Sexy males sire dowdy daughters and attractive females bear insipid sons – in fruit flies, at least.
This perverse pattern of inheritance may be one reason why not all individuals are highly attractive. It may even help explain why many of the showiest sexual displays are found in birds and butterflies, rather than other organisms.
The paradox arises because many of the traits that enhance a male’s reproductive success are detrimental to female success, and vice versa. For example, female flies that devote a lot of time to feeding may have more energy to put into egg-laying, whereas males may do better spending more of their time mating instead.
“Whenever you have two different gender roles, traits that make a really successful male aren’t going to be the ones that make a really successful female,” says Alison Pischedda, an evolutionary biologist now at the University of California at Santa Barbara, US.
She and Adam Chippindale, at Queen’s University in Kingston, Canada, decided to test how prevalent such genetic conflicts are. They screened a large population of fruit flies to select the three genotypes that were fittest and least fit for each sex. Then they crossed these selected flies in every possible combination and measured the fitness of their offspring.

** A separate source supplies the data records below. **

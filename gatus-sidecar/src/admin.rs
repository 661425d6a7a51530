//! Serves liveness and readiness probes
//!
//! - `/live` responds 200 while the process is running.
//! - `/ready` responds 200 once every controller has synced, and 500 before
//!   that and after shutdown begins.

use bytes::Bytes;
use futures_util::future;
use http_body_util::Full;
use hyper::{
    header::{self, HeaderValue},
    server::conn::http1,
    Method, Request, Response, StatusCode,
};
use hyper_util::rt::{TokioIo, TokioTimer};
use std::{
    convert::Infallible,
    net::SocketAddr,
    sync::{
        atomic::{AtomicBool, Ordering},
        Arc,
    },
    time::Duration,
};
use tokio::net::TcpListener;
use tracing::{debug, info_span, warn, Instrument};

const ACCEPT_ERROR_DELAY: Duration = Duration::from_millis(100);

/// Server errors
pub type Error = std::io::Error;

/// Command-line arguments used to configure the admin server
#[derive(Clone, Debug, clap::Args)]
pub struct AdminArgs {
    /// The admin server's address
    #[clap(long, default_value = "0.0.0.0:8080")]
    pub admin_addr: SocketAddr,
}

/// Configures an admin server
#[derive(Debug)]
pub struct Builder {
    addr: SocketAddr,
    ready: Readiness,
}

/// An admin server that is bound but not yet accepting connections
#[derive(Debug)]
pub struct Bound {
    addr: SocketAddr,
    ready: Readiness,
    listener: TcpListener,
}

/// Controls whether the admin server reports the process as ready
#[derive(Clone, Debug, Default)]
pub struct Readiness(Arc<AtomicBool>);

/// A handle to a running admin server
#[derive(Debug)]
pub struct Server {
    addr: SocketAddr,
    ready: Readiness,
    task: tokio::task::JoinHandle<()>,
}

// === impl AdminArgs ===

impl Default for AdminArgs {
    fn default() -> Self {
        Self {
            admin_addr: SocketAddr::from(([0, 0, 0, 0], 8080)),
        }
    }
}

impl AdminArgs {
    pub fn into_builder(self) -> Builder {
        Builder::new(self.admin_addr)
    }
}

// === impl Builder ===

impl Builder {
    /// The server starts unready.
    pub fn new(addr: SocketAddr) -> Self {
        Self {
            addr,
            ready: Readiness::default(),
        }
    }

    pub fn readiness(&self) -> Readiness {
        self.ready.clone()
    }

    /// Binds the server's listener. Must be called from within a runtime.
    pub fn bind(self) -> Result<Bound, Error> {
        let listener = std::net::TcpListener::bind(self.addr)?;
        listener.set_nonblocking(true)?;
        let addr = listener.local_addr()?;
        Ok(Bound {
            addr,
            ready: self.ready,
            listener: TcpListener::from_std(listener)?,
        })
    }
}

// === impl Bound ===

impl Bound {
    pub fn local_addr(&self) -> SocketAddr {
        self.addr
    }

    pub fn readiness(&self) -> Readiness {
        self.ready.clone()
    }

    /// Accepts connections on a background task.
    pub fn spawn(self) -> Server {
        let Self {
            addr,
            ready,
            listener,
        } = self;
        let task = tokio::spawn(
            serve(listener, ready.clone()).instrument(info_span!("admin", port = %addr.port())),
        );
        Server { addr, ready, task }
    }
}

async fn serve(listener: TcpListener, ready: Readiness) {
    debug!("Serving");
    loop {
        let (stream, client) = match listener.accept().await {
            Ok(conn) => conn,
            Err(error) => {
                warn!(%error, "Failed to accept connection");
                // Errors like EMFILE persist until connections are closed.
                tokio::time::sleep(ACCEPT_ERROR_DELAY).await;
                continue;
            }
        };

        let ready = ready.clone();
        tokio::spawn(async move {
            let service = hyper::service::service_fn(move |req: Request<hyper::body::Incoming>| {
                future::ready(Ok::<_, Infallible>(handle(&ready, &req)))
            });

            let mut http = http1::Builder::new();
            http.timer(TokioTimer::new())
                // Allow clients that half-close after writing, like netcat.
                .half_close(true)
                // Keep port scanners from holding connections open.
                .header_read_timeout(Duration::from_secs(2))
                .max_buf_size(8 * 1024);
            if let Err(error) = http.serve_connection(TokioIo::new(stream), service).await {
                debug!(%error, %client, "Connection failed");
            }
        });
    }
}

// === impl Readiness ===

impl Readiness {
    pub fn get(&self) -> bool {
        self.0.load(Ordering::Acquire)
    }

    pub fn set(&self, ready: bool) {
        self.0.store(ready, Ordering::Release);
    }
}

// === impl Server ===

impl Server {
    pub fn local_addr(&self) -> SocketAddr {
        self.addr
    }

    pub fn readiness(&self) -> Readiness {
        self.ready.clone()
    }

    pub fn into_join_handle(self) -> tokio::task::JoinHandle<()> {
        self.task
    }
}

// === handlers ===

fn handle<B>(ready: &Readiness, req: &Request<B>) -> Response<Full<Bytes>> {
    if !matches!(*req.method(), Method::GET | Method::HEAD) {
        return respond(StatusCode::METHOD_NOT_ALLOWED, "");
    }

    match req.uri().path() {
        "/live" => respond(StatusCode::OK, "alive\n"),
        "/ready" if ready.get() => respond(StatusCode::OK, "ready\n"),
        "/ready" => respond(StatusCode::INTERNAL_SERVER_ERROR, "not ready\n"),
        _ => respond(StatusCode::NOT_FOUND, ""),
    }
}

fn respond(status: StatusCode, body: &'static str) -> Response<Full<Bytes>> {
    let mut rsp = Response::new(Full::new(Bytes::from_static(body.as_bytes())));
    *rsp.status_mut() = status;
    if !body.is_empty() {
        rsp.headers_mut()
            .insert(header::CONTENT_TYPE, HeaderValue::from_static("text/plain"));
    }
    rsp
}

#[cfg(test)]
mod test {
    use super::*;
    use tokio::io::{AsyncReadExt, AsyncWriteExt};

    fn get(path: &str) -> Request<()> {
        Request::builder().uri(path).body(()).unwrap()
    }

    #[test]
    fn live() {
        let rsp = handle(&Readiness::default(), &get("/live"));
        assert_eq!(rsp.status(), StatusCode::OK);
    }

    #[test]
    fn ready_follows_readiness() {
        let ready = Readiness::default();
        assert_eq!(
            handle(&ready, &get("/ready")).status(),
            StatusCode::INTERNAL_SERVER_ERROR
        );

        ready.set(true);
        assert_eq!(handle(&ready, &get("/ready")).status(), StatusCode::OK);

        ready.set(false);
        assert_eq!(
            handle(&ready, &get("/ready")).status(),
            StatusCode::INTERNAL_SERVER_ERROR
        );
    }

    #[test]
    fn rejects_other_requests() {
        let ready = Readiness::default();
        assert_eq!(handle(&ready, &get("/metrics")).status(), StatusCode::NOT_FOUND);

        let post = Request::builder()
            .method(Method::POST)
            .uri("/live")
            .body(())
            .unwrap();
        assert_eq!(handle(&ready, &post).status(), StatusCode::METHOD_NOT_ALLOWED);
    }

    #[tokio::test]
    async fn serves_probes() {
        let bound = Builder::new(SocketAddr::from(([127, 0, 0, 1], 0)))
            .bind()
            .expect("must bind");
        let addr = bound.local_addr();
        let server = bound.spawn();
        server.readiness().set(true);

        let mut stream = tokio::net::TcpStream::connect(addr).await.unwrap();
        stream
            .write_all(b"GET /ready HTTP/1.1\r\nhost: localhost\r\nconnection: close\r\n\r\n")
            .await
            .unwrap();
        let mut rsp = String::new();
        stream.read_to_string(&mut rsp).await.unwrap();
        assert!(rsp.starts_with("HTTP/1.1 200 OK"), "{rsp}");
        assert!(rsp.ends_with("ready\n"), "{rsp}");

        server.into_join_handle().abort();
    }
}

Low quality offspring – In every case, they found, the fittest mothers produced fitter daughters but less fit sons, compared to less fit mothers. And the fittest fathers produced less fit daughters. The father’s genotype had no effect on the fitness of his sons, because most of the genes affecting mating success are on the X sex chromosome, which males inherit only from their mothers. The net result of these differences is that matings between the fittest males and the fittest females produced the lowest-quality offspring.